TORONTO — News of the extended COVID-19 financial aid programs, while welcome and much-needed, was the only take-away for the beleaguered travel industry from yesterday’s federal budget, and red flags are already being raised about the phasing out of those programs.
As announced by Finance Minister Chrystia Freeland in the 2021 budget, the extension of Canada’s COVID-19 aid programs includes:
- Extending CEWS, CERS and Lockdown Support until Sept. 25, 2021
- Extension of the Canada Recovery Benefit (CRB), by 12 extra weeks
While the CRB will be extended by 12 extra weeks, for a total of 50 weeks, starting July 17 CRB will pay out $300 per week, down from $500, for the final eight weeks before stopping completely.
ACTA President Wendy Paradis said that while ACTA is taking time to review the 724-page budget, ACTA has concerns with the decline in the maximum base and top-up levels beginning in July.
Extended support through to the end of the year — or for at least 90 days after travel restrictions are lifted — has been one of ACTA’s consistent asks from the government for the past many months.

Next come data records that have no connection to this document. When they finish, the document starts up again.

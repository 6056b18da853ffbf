//! Runtime variable values compared by variable conditions.

use rkyv::{Archive, Deserialize, Serialize};
use serde::{Deserialize as SerdeDeserialize, Serialize as SerdeSerialize};

/// A runtime variable value as it enters a query.
///
/// This is the closed set of value kinds the engine knows about. Raw input
/// (JSON, caller arguments) is resolved into one of these variants once, at
/// the boundary, and everything downstream matches on [`ValueKind`].
#[derive(Debug, Clone, PartialEq, Archive, Serialize, Deserialize, SerdeSerialize, SerdeDeserialize)]
#[serde(tag = "type", content = "value")]
pub enum VariableValue {
    /// Null value.
    Null,
    /// Boolean value.
    Boolean(bool),
    /// UTF-8 string.
    String(String),
    /// 16-bit signed integer.
    Short(i16),
    /// 32-bit signed integer.
    Integer(i32),
    /// 64-bit signed integer.
    Long(i64),
    /// 64-bit floating point.
    Double(f64),
    /// Date as milliseconds since Unix epoch.
    Date(i64),
    /// Binary payload.
    Bytes(Vec<u8>),
    /// File reference with inline content.
    File {
        name: String,
        mime_type: Option<String>,
        content: Vec<u8>,
    },
    /// Opaque serialized object.
    Object { type_name: String, serialized: String },
}

/// Payload-free tag of a [`VariableValue`].
#[derive(
    Debug, Clone, Copy, PartialEq, Eq, Hash, Archive, Serialize, Deserialize, SerdeSerialize, SerdeDeserialize,
)]
pub enum ValueKind {
    Null,
    Boolean,
    String,
    Short,
    Integer,
    Long,
    Double,
    Date,
    Bytes,
    File,
    Object,
}

impl ValueKind {
    /// Primitive kinds can be projected into a normalized value.
    pub fn is_primitive(self) -> bool {
        !matches!(self, ValueKind::Bytes | ValueKind::File | ValueKind::Object)
    }

    /// Integral and floating point kinds.
    pub fn is_numeric(self) -> bool {
        matches!(
            self,
            ValueKind::Short | ValueKind::Integer | ValueKind::Long | ValueKind::Double
        )
    }

    /// Lowercase type name as used by serializers and saved filters.
    pub fn as_str(self) -> &'static str {
        match self {
            ValueKind::Null => "null",
            ValueKind::Boolean => "boolean",
            ValueKind::String => "string",
            ValueKind::Short => "short",
            ValueKind::Integer => "integer",
            ValueKind::Long => "long",
            ValueKind::Double => "double",
            ValueKind::Date => "date",
            ValueKind::Bytes => "bytes",
            ValueKind::File => "file",
            ValueKind::Object => "object",
        }
    }
}

impl std::fmt::Display for ValueKind {
    fn fmt(&self, f: &mut std::fmt::Formatter<'_>) -> std::fmt::Result {
        f.write_str(self.as_str())
    }
}

impl std::str::FromStr for ValueKind {
    type Err = crate::Error;

    fn from_str(s: &str) -> Result<Self, Self::Err> {
        let kind = match s.to_ascii_lowercase().as_str() {
            "null" => ValueKind::Null,
            "boolean" => ValueKind::Boolean,
            "string" => ValueKind::String,
            "short" => ValueKind::Short,
            "integer" => ValueKind::Integer,
            "long" => ValueKind::Long,
            "double" => ValueKind::Double,
            "date" => ValueKind::Date,
            "bytes" => ValueKind::Bytes,
            "file" => ValueKind::File,
            "object" => ValueKind::Object,
            _ => {
                return Err(crate::Error::UnknownName {
                    kind: "value kind",
                    value: s.to_string(),
                })
            }
        };
        Ok(kind)
    }
}

impl VariableValue {
    /// The closed kind of this value.
    pub fn kind(&self) -> ValueKind {
        match self {
            VariableValue::Null => ValueKind::Null,
            VariableValue::Boolean(_) => ValueKind::Boolean,
            VariableValue::String(_) => ValueKind::String,
            VariableValue::Short(_) => ValueKind::Short,
            VariableValue::Integer(_) => ValueKind::Integer,
            VariableValue::Long(_) => ValueKind::Long,
            VariableValue::Double(_) => ValueKind::Double,
            VariableValue::Date(_) => ValueKind::Date,
            VariableValue::Bytes(_) => ValueKind::Bytes,
            VariableValue::File { .. } => ValueKind::File,
            VariableValue::Object { .. } => ValueKind::Object,
        }
    }

    /// Check if this value is null.
    pub fn is_null(&self) -> bool {
        matches!(self, VariableValue::Null)
    }

    /// Try to get as string reference.
    pub fn as_str(&self) -> Option<&str> {
        match self {
            VariableValue::String(s) => Some(s),
            _ => None,
        }
    }

    /// Integral value widened to i64. Dates yield their epoch millis.
    pub fn as_i64(&self) -> Option<i64> {
        match self {
            VariableValue::Short(v) => Some(i64::from(*v)),
            VariableValue::Integer(v) => Some(i64::from(*v)),
            VariableValue::Long(v) | VariableValue::Date(v) => Some(*v),
            _ => None,
        }
    }

    /// Numeric value widened to f64.
    pub fn as_f64(&self) -> Option<f64> {
        match self {
            VariableValue::Double(v) => Some(*v),
            VariableValue::Short(_) | VariableValue::Integer(_) | VariableValue::Long(_) => {
                self.as_i64().map(|v| v as f64)
            }
            _ => None,
        }
    }

    /// Resolve a raw JSON value into a variable value.
    ///
    /// Integral numbers become `Long`, fractional numbers `Double`. Arrays and
    /// objects have no primitive counterpart and are kept as an opaque
    /// `Object` carrying their JSON text.
    pub fn from_json(value: &serde_json::Value) -> Self {
        match value {
            serde_json::Value::Null => VariableValue::Null,
            serde_json::Value::Bool(b) => VariableValue::Boolean(*b),
            serde_json::Value::String(s) => VariableValue::String(s.clone()),
            serde_json::Value::Number(n) => match n.as_i64() {
                Some(i) => VariableValue::Long(i),
                None => VariableValue::Double(n.as_f64().unwrap_or(f64::NAN)),
            },
            other => VariableValue::Object {
                type_name: "json".to_string(),
                serialized: other.to_string(),
            },
        }
    }

    /// Render this value as raw JSON.
    ///
    /// Returns `None` for kinds that have no raw JSON form (binary, file).
    pub fn to_json(&self) -> Option<serde_json::Value> {
        let json = match self {
            VariableValue::Null => serde_json::Value::Null,
            VariableValue::Boolean(b) => serde_json::Value::Bool(*b),
            VariableValue::String(s) => serde_json::Value::String(s.clone()),
            VariableValue::Short(_)
            | VariableValue::Integer(_)
            | VariableValue::Long(_)
            | VariableValue::Date(_) => serde_json::Value::from(self.as_i64()?),
            VariableValue::Double(d) => serde_json::Number::from_f64(*d)
                .map(serde_json::Value::Number)
                .unwrap_or(serde_json::Value::Null),
            VariableValue::Object { serialized, .. } => serde_json::from_str(serialized).ok()?,
            VariableValue::Bytes(_) | VariableValue::File { .. } => return None,
        };
        Some(json)
    }
}

// Conversion implementations
impl From<bool> for VariableValue {
    fn from(v: bool) -> Self {
        VariableValue::Boolean(v)
    }
}

impl From<i16> for VariableValue {
    fn from(v: i16) -> Self {
        VariableValue::Short(v)
    }
}

impl From<i32> for VariableValue {
    fn from(v: i32) -> Self {
        VariableValue::Integer(v)
    }
}

impl From<i64> for VariableValue {
    fn from(v: i64) -> Self {
        VariableValue::Long(v)
    }
}

impl From<f64> for VariableValue {
    fn from(v: f64) -> Self {
        VariableValue::Double(v)
    }
}

impl From<String> for VariableValue {
    fn from(v: String) -> Self {
        VariableValue::String(v)
    }
}

impl From<&str> for VariableValue {
    fn from(v: &str) -> Self {
        VariableValue::String(v.to_string())
    }
}

impl From<Vec<u8>> for VariableValue {
    fn from(v: Vec<u8>) -> Self {
        VariableValue::Bytes(v)
    }
}

impl<T: Into<VariableValue>> From<Option<T>> for VariableValue {
    fn from(v: Option<T>) -> Self {
        v.map(Into::into).unwrap_or(VariableValue::Null)
    }
}

#[cfg(test)]
mod tests {
    use super::*;
    use serde_json::json;

    #[test]
    fn test_kind_primitive() {
        assert!(VariableValue::Null.kind().is_primitive());
        assert!(VariableValue::from("x").kind().is_primitive());
        assert!(!VariableValue::Bytes(vec![1]).kind().is_primitive());
        assert!(!VariableValue::Object {
            type_name: "x".into(),
            serialized: "{}".into()
        }
        .kind()
        .is_primitive());
    }

    #[test]
    fn test_from_json() {
        assert_eq!(VariableValue::from_json(&json!(null)), VariableValue::Null);
        assert_eq!(VariableValue::from_json(&json!(true)), VariableValue::Boolean(true));
        assert_eq!(VariableValue::from_json(&json!(42)), VariableValue::Long(42));
        assert_eq!(VariableValue::from_json(&json!(1.5)), VariableValue::Double(1.5));
        assert_eq!(VariableValue::from_json(&json!("a")), VariableValue::from("a"));
        assert_eq!(VariableValue::from_json(&json!([1, 2])).kind(), ValueKind::Object);
    }

    #[test]
    fn test_to_json() {
        assert_eq!(VariableValue::Integer(7).to_json(), Some(json!(7)));
        assert_eq!(VariableValue::Bytes(vec![1]).to_json(), None);
        assert_eq!(VariableValue::from_json(&json!({"a": 1})).to_json(), Some(json!({"a": 1})));
    }

    #[test]
    fn test_kind_from_str() {
        assert_eq!("Long".parse::<ValueKind>().unwrap(), ValueKind::Long);
        assert!("decimal".parse::<ValueKind>().is_err());
    }

    #[test]
    fn test_numeric_widening() {
        assert_eq!(VariableValue::Short(3).as_i64(), Some(3));
        assert_eq!(VariableValue::Integer(3).as_f64(), Some(3.0));
        assert_eq!(VariableValue::Date(10).as_f64(), None);
    }
}
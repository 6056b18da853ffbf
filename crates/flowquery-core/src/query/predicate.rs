//! One node of a query: the root conjunction or one `or()` group.

use crate::query::entity::EntityKind;
use crate::query::field::FieldValue;
use crate::security::candidate::GroupSet;
use crate::variable::VariableCondition;
use flowquery_proto::{OrderDirection, ValueKind, VariableScope};
use std::collections::BTreeMap;

/// What an ordering directive sorts by.
#[derive(Debug, Clone, PartialEq)]
pub enum OrderTarget {
    /// A sort key from the entity's sort key table.
    Property(&'static str),
    /// The value of a variable, compared as the given kind.
    Variable {
        name: String,
        scope: VariableScope,
        kind: ValueKind,
    },
}

/// One ordering directive.
#[derive(Debug, Clone, PartialEq)]
pub struct OrderingProperty {
    pub target: OrderTarget,
    pub direction: OrderDirection,
}

/// Filters attached to one target of a query.
///
/// On the root every filter must hold. Inside an `or()` group at least one
/// of them must hold.
#[derive(Debug, Clone, PartialEq)]
pub struct Predicate<E: EntityKind> {
    fields: BTreeMap<E::Field, FieldValue>,
    variables: Vec<VariableCondition>,
    ordering: Vec<OrderingProperty>,
    disjunct: bool,
    /// `None` until resolved; `Some(None)` when no group filter applies.
    candidate_cache: Option<Option<GroupSet>>,
}

impl<E: EntityKind> Predicate<E> {
    pub(crate) fn new(disjunct: bool) -> Self {
        Self {
            fields: BTreeMap::new(),
            variables: Vec::new(),
            ordering: Vec::new(),
            disjunct,
            candidate_cache: None,
        }
    }

    /// True for `or()` groups.
    pub fn is_disjunct(&self) -> bool {
        self.disjunct
    }

    pub fn get(&self, field: E::Field) -> Option<&FieldValue> {
        self.fields.get(&field)
    }

    pub fn is_set(&self, field: E::Field) -> bool {
        self.fields.contains_key(&field)
    }

    pub fn text(&self, field: E::Field) -> Option<&str> {
        self.get(field).and_then(FieldValue::as_text)
    }

    pub fn list(&self, field: E::Field) -> Option<&[String]> {
        self.get(field).and_then(FieldValue::as_list)
    }

    /// Set fields in field order.
    pub fn fields(&self) -> impl Iterator<Item = (E::Field, &FieldValue)> {
        self.fields.iter().map(|(f, v)| (*f, v))
    }

    pub fn variables(&self) -> &[VariableCondition] {
        &self.variables
    }

    pub fn ordering(&self) -> &[OrderingProperty] {
        &self.ordering
    }

    /// No field and no variable condition set.
    pub fn is_empty(&self) -> bool {
        self.fields.is_empty() && self.variables.is_empty()
    }

    /// Resolved candidate groups.
    ///
    /// `None` when the predicate carries no group constraint or has not been
    /// prepared yet.
    pub fn candidate_groups(&self) -> Option<&GroupSet> {
        self.candidate_cache.as_ref().and_then(Option::as_ref)
    }

    pub(crate) fn insert(&mut self, field: E::Field, value: FieldValue) {
        self.fields.insert(field, value);
    }

    pub(crate) fn push_variable(&mut self, condition: VariableCondition) {
        self.variables.push(condition);
    }

    pub(crate) fn variables_mut(&mut self) -> &mut [VariableCondition] {
        &mut self.variables
    }

    pub(crate) fn push_ordering(&mut self, property: OrderingProperty) {
        self.ordering.push(property);
    }

    pub(crate) fn is_candidate_resolved(&self) -> bool {
        self.candidate_cache.is_some()
    }

    pub(crate) fn store_candidate_groups(&mut self, groups: Option<GroupSet>) {
        self.candidate_cache = Some(groups);
    }

    pub(crate) fn invalidate_candidate_groups(&mut self) {
        self.candidate_cache = None;
    }

    /// Copy of this predicate re-targeted as an `or()` group.
    pub(crate) fn as_disjunct(&self) -> Self {
        let mut copy = self.clone();
        copy.disjunct = true;
        copy.candidate_cache = None;
        copy
    }
}
//! Subcommand implementations.

use crate::formatter::Formatter;
use clap::ValueEnum;
use flowquery_core::entity::{HistoricProcessInstance, ProcessInstance, Task};
use flowquery_core::filter::{from_json, to_json};
use flowquery_core::{
    DefaultSerializers, EngineConfig, EntityKind, MemoryIdentityProvider, MemoryStore, Query,
    QueryContext, QueryError,
};
use std::collections::HashMap;
use std::path::{Path, PathBuf};
use thiserror::Error;
use tracing::{debug, info};

/// Errors reported by the command-line tool.
#[derive(Debug, Error)]
pub enum CliError {
    #[error("cannot read {}: {}", .path.display(), .source)]
    Io {
        path: PathBuf,
        #[source]
        source: std::io::Error,
    },

    #[error("{} is not valid JSON: {}", .path.display(), .source)]
    Json {
        path: PathBuf,
        #[source]
        source: serde_json::Error,
    },

    #[error(transparent)]
    Query(#[from] QueryError),
}

/// Entity a filter targets.
#[derive(Debug, Clone, Copy, PartialEq, Eq, ValueEnum)]
pub enum Entity {
    Task,
    ProcessInstance,
    HistoricProcessInstance,
}

macro_rules! for_entity {
    ($entity:expr, $func:ident($($arg:expr),*)) => {
        match $entity {
            Entity::Task => $func::<Task>($($arg),*),
            Entity::ProcessInstance => $func::<ProcessInstance>($($arg),*),
            Entity::HistoricProcessInstance => $func::<HistoricProcessInstance>($($arg),*),
        }
    };
}

/// Summary of a decoded filter.
#[derive(Debug, Clone, PartialEq)]
pub struct CheckReport {
    pub entity: &'static str,
    pub fields: Vec<&'static str>,
    pub variables: usize,
    pub disjuncts: usize,
    pub ordering: usize,
    /// Why the filter can never match, if it cannot.
    pub empty_reason: Option<String>,
}

/// Inputs of the `run` subcommand.
#[derive(Debug, Clone)]
pub struct RunOptions {
    pub filter: PathBuf,
    pub data: PathBuf,
    pub extend: Option<PathBuf>,
    pub groups: Option<PathBuf>,
    pub first: usize,
    pub max: Option<usize>,
    pub count: bool,
}

fn read_json(path: &Path) -> Result<serde_json::Value, CliError> {
    let content = std::fs::read_to_string(path).map_err(|source| CliError::Io {
        path: path.to_path_buf(),
        source,
    })?;
    serde_json::from_str(&content).map_err(|source| CliError::Json {
        path: path.to_path_buf(),
        source,
    })
}

fn load_query<E: EntityKind>(path: &Path) -> Result<Query<E>, CliError> {
    let query = from_json::<E>(&read_json(path)?)?;
    debug!(path = %path.display(), entity = E::NAME, "loaded filter");
    Ok(query)
}

fn load_identity(path: &Path) -> Result<MemoryIdentityProvider, CliError> {
    let memberships: HashMap<String, Vec<String>> =
        serde_json::from_value(read_json(path)?).map_err(|source| CliError::Json {
            path: path.to_path_buf(),
            source,
        })?;
    Ok(MemoryIdentityProvider::from_memberships(memberships))
}

pub fn check(entity: Entity, filter: &Path, formatter: &dyn Formatter) -> Result<String, CliError> {
    for_entity!(entity, check_as(filter, formatter))
}

fn check_as<E: EntityKind>(filter: &Path, formatter: &dyn Formatter) -> Result<String, CliError> {
    let query = load_query::<E>(filter)?;
    let report = CheckReport {
        entity: E::NAME,
        fields: E::descriptors()
            .iter()
            .filter(|d| query.root().is_set(d.field))
            .map(|d| d.key)
            .collect(),
        variables: query.root().variables().len(),
        disjuncts: query.disjuncts().len(),
        ordering: query.root().ordering().len(),
        empty_reason: query.excluding_reason().map(|r| r.to_string()),
    };
    Ok(formatter.format_check(&report))
}

pub fn merge(
    entity: Entity,
    base: &Path,
    extension: &Path,
    formatter: &dyn Formatter,
) -> Result<String, CliError> {
    for_entity!(entity, merge_as(base, extension, formatter))
}

fn merge_as<E: EntityKind>(base: &Path, extension: &Path, formatter: &dyn Formatter) -> Result<String, CliError> {
    let merged = load_query::<E>(base)?.extend(&load_query::<E>(extension)?)?;
    Ok(formatter.format_filter(&to_json(&merged)?))
}

pub fn run(
    entity: Entity,
    options: &RunOptions,
    config: &EngineConfig,
    formatter: &dyn Formatter,
) -> Result<String, CliError> {
    for_entity!(entity, run_as(options, config, formatter))
}

fn run_as<E: EntityKind>(
    options: &RunOptions,
    config: &EngineConfig,
    formatter: &dyn Formatter,
) -> Result<String, CliError> {
    let mut query = load_query::<E>(&options.filter)?;
    if let Some(extension) = &options.extend {
        query = query.extend(&load_query::<E>(extension)?)?;
    }
    let store = MemoryStore::<E>::from_json(&read_json(&options.data)?)?;
    let identity = match &options.groups {
        Some(path) => load_identity(path)?,
        None => MemoryIdentityProvider::new(),
    };
    let serializers = DefaultSerializers::new();
    let ctx = QueryContext::new(config, &serializers, &identity);

    if options.count {
        let count = query.count(&ctx, &store)?;
        info!(entity = E::NAME, count, "counted matches");
        return Ok(formatter.format_count(count));
    }

    let max = options.max.or(config.query_max_results).unwrap_or(usize::MAX);
    let records = query.list_page(&ctx, &store, options.first, max)?;
    info!(entity = E::NAME, records = store.len(), matched = records.len(), "executed filter");
    Ok(formatter.format_records(&records))
}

ACTA’s recent survey showed that three-quarters of Canada’s travel agents, ITAs and travel agencies could face insolvency if the government doesn’t extend financial aid programs until the end of 2021, or until 90 days after travel restrictions are lifted.
“Another important piece of information to understand in ACTA’s next steps is that Budget 2021 also proposes to provide the government with the legislative authority to add additional qualifying periods for CEWS, CERS and the Lockdown Support [offering top-ups for CERS] until November 20, 2021, should the economic and public health situation warrant it,” added Paradis.
Yesterday’s budget announcement also included a new program, the Canada Recovery Hiring Program (CRHP), available June – November 2021, that earmarks $595 million to make it easier for business to bring back workers, or hire new ones.
For domestic tourism, the budget also looks to revitalize Canada’s tourism sector through $1 billion to help tourism businesses recover, and to support festivals and cultural events.
There was also funding for Transport Canada and CATSA, for Canada’s airports and air travel security measures.
DIRE SITUATION FOR TRAVEL AGENTS, AIRLINES AND THE INDUSTRY
But the budget delivered nothing specifically for airlines, or the retail travel industry.
In fact, one of the few mentions of travel in the budget is that the government plans to save $1.1 billion over five years, and $222.5 million per year after that, by cutting back on government travel.
It seems that the precedent set by Air Canada’s financial assistance deal with the government, announced April 12 with refunds and commission protection, will see more ‘one at a time’ announcements for airline relief, rather than one package for the entire airline industry.
The National Airlines Council of Canada issued a statement post-budget, saying much work still needs to be done.
“As the government has repeatedly stated, a healthy aviation sector is critical to our economy and our overall recovery from the pandemic. Today’s Budget has taken steps to assist the sector during the immediate crisis. But more work is required, in particular the development of a safe restart plan for aviation and international travel, if we are to restore the hundreds of thousands of Canadian jobs that are supported by the sector and facilitate the economic recovery of communities across every region of Canada”, said Mike McNaney, President and CEO of the NACC.